À 20 ans, Edgar Morin entrait dans la Résistance. Depuis, il conserve un engagement de tous les instants. Cette vie dense l’a mené sur tous les fronts et lui a permis développer une pensée complexe. Intellectuel majeur de notre époque, il nous confie les clés de sa vitalité.
Comment gardez-vous cette jeunesse d’esprit ?
Écoutez, c’est une question à laquelle je ne peux pas répondre. Je crois que c’est elle qui me garde, et non le contraire. D’après les infos et témoignages publiés dans votre Hors-série L’âge d’or : vivre mieux, en bonne santé et plus longtemps, il y aurait quatre clés nécessaires pour conserver cette vitalité : une bonne alimentation, de l’exercice physique et intellectuel et une vie sociale de qualité.
Vous confirmez ? Ou avez-vous d’autres secrets ?
Ce que vous énumérez sont des conditions extérieures, je dirais.

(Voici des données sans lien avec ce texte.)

//! # Domain Types
//!
//! Core domain types used throughout Costwise.
//!
//! ## Type Hierarchy
//! ```text
//! ┌─────────────────────────────────────────────────────────────────────────┐
//! │                         Domain Types                                    │
//! │                                                                         │
//! │  ┌─────────────────┐   ┌─────────────────┐   ┌──────────────────────┐  │
//! │  │      Item       │   │     BomLine     │   │ OperatingCostEntry   │  │
//! │  │  ─────────────  │   │  ─────────────  │   │  ──────────────────  │  │
//! │  │  id (0 = new)   │◄──│  parent_id      │   │  id                  │  │
//! │  │  kind           │   │  cost (frozen)  │   │  amount              │  │
//! │  │  base_cost      │   │  description    │   │  frequency           │  │
//! │  │  markup / tax   │   │  tax_rate       │   └──────────────────────┘  │
//! │  └─────────────────┘   └─────────────────┘                              │
//! │                                                                         │
//! │  ┌─────────────────┐   ┌─────────────────┐   ┌─────────────────┐       │
//! │  │    ItemKind     │   │  CostFrequency  │   │ Category/Company│       │
//! │  │  Product        │   │  Monthly        │   │ lookup lists    │       │
//! │  │  Component      │   │  OneTime        │   │ (metadata only) │       │
//! │  └─────────────────┘   └─────────────────┘   └─────────────────┘       │
//! └─────────────────────────────────────────────────────────────────────────┘
//! ```
//!
//! ## Identity
//! Ids are numeric and assigned by the record store. `0` marks a value that
//! has not been persisted yet. No type holds a reference to another entity:
//! a BOM line only remembers its owner's id and a resolved cost.

use chrono::{DateTime, Utc};
use serde::{Deserialize, Serialize};

use crate::money::{Money, Percent};
use crate::{
    DEFAULT_EXPECTED_MONTHLY_UNITS, DEFAULT_PRODUCT_MARKUP_PERCENT,
    DEFAULT_PRODUCT_TAX_RATE_PERCENT,
};

// =============================================================================
// Item Kind
// =============================================================================

/// Whether an item is sold or consumed by other items.
#[derive(Debug, Clone, Copy, PartialEq, Eq, Hash, Default, Serialize, Deserialize)]
#[cfg_attr(feature = "sqlx", derive(sqlx::Type))]
#[cfg_attr(feature = "sqlx", sqlx(rename_all = "lowercase"))]
#[serde(rename_all = "snake_case")]
pub enum ItemKind {
    /// Saleable item; takes part in portfolio allocation.
    #[default]
    Product,
    /// Material or part consumed by products through BOM lines.
    Component,
}

impl ItemKind {
    pub fn is_component(&self) -> bool {
        matches!(self, ItemKind::Component)
    }

    pub fn as_str(&self) -> &'static str {
        match self {
            ItemKind::Product => "product",
            ItemKind::Component => "component",
        }
    }
}

impl std::fmt::Display for ItemKind {
    fn fmt(&self, f: &mut std::fmt::Formatter<'_>) -> std::fmt::Result {
        f.write_str(self.as_str())
    }
}

impl std::str::FromStr for ItemKind {
    type Err = String;

    fn from_str(s: &str) -> Result<Self, Self::Err> {
        match s.trim().to_lowercase().as_str() {
            "product" => Ok(ItemKind::Product),
            "component" | "material" => Ok(ItemKind::Component),
            other => Err(format!("unknown item kind '{}'", other)),
        }
    }
}

// =============================================================================
// Item
// =============================================================================

/// Descriptive metadata carried along with an item. Never read by the engine.
#[derive(Debug, Clone, Default, PartialEq, Serialize, Deserialize)]
pub struct ItemMetadata {
    /// Category name (see [`Category`]).
    pub category: Option<String>,
    /// Source / vendor name (see [`Company`]).
    pub company: Option<String>,
    /// Purchase reference, usually a shop URL.
    pub purchase_link: Option<String>,
}

/// A priceable product or component and its cost coefficients.
#[derive(Debug, Clone, PartialEq, Serialize, Deserialize)]
pub struct Item {
    /// Record store id, `0` while unsaved.
    pub id: i64,

    pub name: String,

    pub kind: ItemKind,

    /// Own cost before BOM lines, operating costs, markup and tax.
    pub base_cost: Money,

    pub markup: Percent,

    pub tax_rate: Percent,

    /// Expected sales volume per month, used to spread operating costs.
    pub expected_monthly_units: f64,

    /// Units contained in one purchased package. `> 1` means bulk pricing.
    pub units_per_package: f64,

    #[serde(default)]
    pub metadata: ItemMetadata,

    pub created_at: DateTime<Utc>,

    pub updated_at: DateTime<Utc>,
}

impl Item {
    /// Creates an unsaved product with the default markup and tax rate.
    pub fn new_product(name: impl Into<String>, base_cost: Money) -> Self {
        Self::new(
            name,
            ItemKind::Product,
            base_cost,
            Percent::new(DEFAULT_PRODUCT_MARKUP_PERCENT),
            Percent::new(DEFAULT_PRODUCT_TAX_RATE_PERCENT),
        )
    }

    /// Creates an unsaved component. Components start without markup and tax.
    pub fn new_component(name: impl Into<String>, base_cost: Money) -> Self {
        Self::new(
            name,
            ItemKind::Component,
            base_cost,
            Percent::zero(),
            Percent::zero(),
        )
    }

    fn new(
        name: impl Into<String>,
        kind: ItemKind,
        base_cost: Money,
        markup: Percent,
        tax_rate: Percent,
    ) -> Self {
        let now = Utc::now();
        Item {
            id: 0,
            name: name.into(),
            kind,
            base_cost,
            markup,
            tax_rate,
            expected_monthly_units: DEFAULT_EXPECTED_MONTHLY_UNITS,
            units_per_package: 1.0,
            metadata: ItemMetadata::default(),
            created_at: now,
            updated_at: now,
        }
    }

    /// Sets the package size (builder style).
    pub fn with_units_per_package(mut self, units: f64) -> Self {
        self.units_per_package = units;
        self
    }

    /// Sets the expected monthly sales volume (builder style).
    pub fn with_expected_monthly_units(mut self, units: f64) -> Self {
        self.expected_monthly_units = units;
        self
    }

    /// Sets markup and tax rate (builder style).
    pub fn with_rates(mut self, markup: Percent, tax_rate: Percent) -> Self {
        self.markup = markup;
        self.tax_rate = tax_rate;
        self
    }

    #[inline]
    pub fn is_component(&self) -> bool {
        self.kind.is_component()
    }

    /// True until the record store has assigned an id.
    #[inline]
    pub fn is_new(&self) -> bool {
        self.id == 0
    }

    /// True when the item is bought in packages of more than one unit.
    #[inline]
    pub fn is_bulk(&self) -> bool {
        self.units_per_package > 1.0
    }
}

// =============================================================================
// BOM Line
// =============================================================================

/// A resolved cost contribution attached to a parent item.
///
/// `cost` is a point-in-time snapshot. Changing the item it was derived
/// from never changes an existing line; the user has to attach it again.
#[derive(Debug, Clone, PartialEq, Serialize, Deserialize)]
pub struct BomLine {
    pub id: i64,
    /// Owning item.
    pub parent_id: i64,
    pub name: String,
    /// Human-readable derivation trail.
    pub description: String,
    pub cost: Money,
    /// Stored with the line but not applied when lines are summed.
    pub tax_rate: Percent,
}

impl BomLine {
    /// Creates an unsaved manual cost line (e.g. packaging, labour).
    pub fn manual(parent_id: i64, name: impl Into<String>, cost: Money) -> Self {
        BomLine {
            id: 0,
            parent_id,
            name: name.into(),
            description: String::new(),
            cost,
            tax_rate: Percent::zero(),
        }
    }
}

// =============================================================================
// Operating Costs
// =============================================================================

/// How often an operating cost is incurred.
#[derive(Debug, Clone, Copy, PartialEq, Eq, Default, Serialize, Deserialize)]
#[cfg_attr(feature = "sqlx", derive(sqlx::Type))]
#[cfg_attr(feature = "sqlx", sqlx(rename_all = "snake_case"))]
#[serde(rename_all = "snake_case")]
pub enum CostFrequency {
    /// Recurs every month; takes part in per-unit allocation.
    #[default]
    Monthly,
    /// Tracked for reference only; excluded from allocation.
    OneTime,
}

impl CostFrequency {
    pub fn as_str(&self) -> &'static str {
        match self {
            CostFrequency::Monthly => "monthly",
            CostFrequency::OneTime => "one_time",
        }
    }
}

impl std::fmt::Display for CostFrequency {
    fn fmt(&self, f: &mut std::fmt::Formatter<'_>) -> std::fmt::Result {
        f.write_str(self.as_str())
    }
}

impl std::str::FromStr for CostFrequency {
    type Err = String;

    fn from_str(s: &str) -> Result<Self, Self::Err> {
        match s.trim().to_lowercase().replace('-', "_").as_str() {
            "monthly" => Ok(CostFrequency::Monthly),
            "one_time" | "onetime" | "once" => Ok(CostFrequency::OneTime),
            other => Err(format!("unknown cost frequency '{}'", other)),
        }
    }
}

/// A shared business expense (rent, software, insurance, ...).
#[derive(Debug, Clone, PartialEq, Serialize, Deserialize)]
pub struct OperatingCostEntry {
    pub id: i64,
    pub name: String,
    pub amount: Money,
    pub frequency: CostFrequency,
}

impl OperatingCostEntry {
    /// Creates an unsaved monthly cost.
    pub fn monthly(name: impl Into<String>, amount: Money) -> Self {
        OperatingCostEntry {
            id: 0,
            name: name.into(),
            amount,
            frequency: CostFrequency::Monthly,
        }
    }

    /// Creates an unsaved one-time cost.
    pub fn one_time(name: impl Into<String>, amount: Money) -> Self {
        OperatingCostEntry {
            frequency: CostFrequency::OneTime,
            ..Self::monthly(name, amount)
        }
    }

    #[inline]
    pub fn is_monthly(&self) -> bool {
        self.frequency == CostFrequency::Monthly
    }
}

// =============================================================================
// Lookup Lists
// =============================================================================

/// A product category used to group items.
#[derive(Debug, Clone, PartialEq, Serialize, Deserialize)]
pub struct Category {
    pub id: i64,
    pub name: String,
    pub description: Option<String>,
}

/// A manufacturer or vendor items are bought from.
#[derive(Debug, Clone, PartialEq, Serialize, Deserialize)]
pub struct Company {
    pub id: i64,
    pub name: String,
    pub website: Option<String>,
    pub contact_info: Option<String>,
}

// =============================================================================
// Unit Tests
// =============================================================================

#[cfg(test)]
mod tests {
    use super::*;

    #[test]
    fn test_new_product_defaults() {
        let item = Item::new_product("Bird house", Money::new(12.0));
        assert!(item.is_new());
        assert_eq!(item.kind, ItemKind::Product);
        assert_eq!(item.markup, Percent::new(30.0));
        assert_eq!(item.tax_rate, Percent::new(8.5));
        assert_eq!(item.expected_monthly_units, 100.0);
        assert_eq!(item.units_per_package, 1.0);
        assert!(!item.is_bulk());
    }

    #[test]
    fn test_new_component_defaults() {
        let item = Item::new_component("Screws", Money::new(4.0)).with_units_per_package(100.0);
        assert!(item.is_component());
        assert!(item.markup.is_zero());
        assert!(item.tax_rate.is_zero());
        assert!(item.is_bulk());
    }

    #[test]
    fn test_item_kind_parse() {
        assert_eq!("Product".parse::<ItemKind>(), Ok(ItemKind::Product));
        assert_eq!("material".parse::<ItemKind>(), Ok(ItemKind::Component));
        assert!("service".parse::<ItemKind>().is_err());
        assert_eq!(ItemKind::Component.to_string(), "component");
    }

    #[test]
    fn test_cost_frequency_parse() {
        assert_eq!("one-time".parse::<CostFrequency>(), Ok(CostFrequency::OneTime));
        assert_eq!("Monthly".parse::<CostFrequency>(), Ok(CostFrequency::Monthly));
        assert!("weekly".parse::<CostFrequency>().is_err());
        assert_eq!(CostFrequency::OneTime.to_string(), "one_time");
    }

    #[test]
    fn test_operating_cost_frequency() {
        assert!(OperatingCostEntry::monthly("Rent", Money::new(800.0)).is_monthly());
        let setup = OperatingCostEntry::one_time("Setup", Money::new(250.0));
        assert!(!setup.is_monthly());
        assert_eq!(setup.name, "Setup");
    }

    #[test]
    fn test_item_json_shape() {
        let item = Item::new_component("Wood plank", Money::new(7.5));
        let json = serde_json::to_value(&item).unwrap();
        assert_eq!(json["kind"], "component");
        assert_eq!(json["base_cost"], 7.5);

        let back: Item = serde_json::from_value(json).unwrap();
        assert_eq!(back, item);
    }
}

Pour moi, il faut conserver dans sa vie adulte, et même vieillissante, la curiosité propre à l’enfance. Parce que l’enfant est un curieux omnivore, il s’intéresse à tout. Et après, au cours de la vie, on va le domestiquer et il va limiter ses curiosités à un ou quelques secteurs. Donc je garde, je crois, une curiosité infantile, peut-être parce que mon enfance a été bloquée à l’âge de 10 ans par la mort de ma mère. Je conserve aussi les aspirations de mon adolescence, qui sont celles de la fraternité, la communion, vivre une vie où l’on se réalise soi- même. Des aspirations que l’on abandonne généralement à l’âge adulte.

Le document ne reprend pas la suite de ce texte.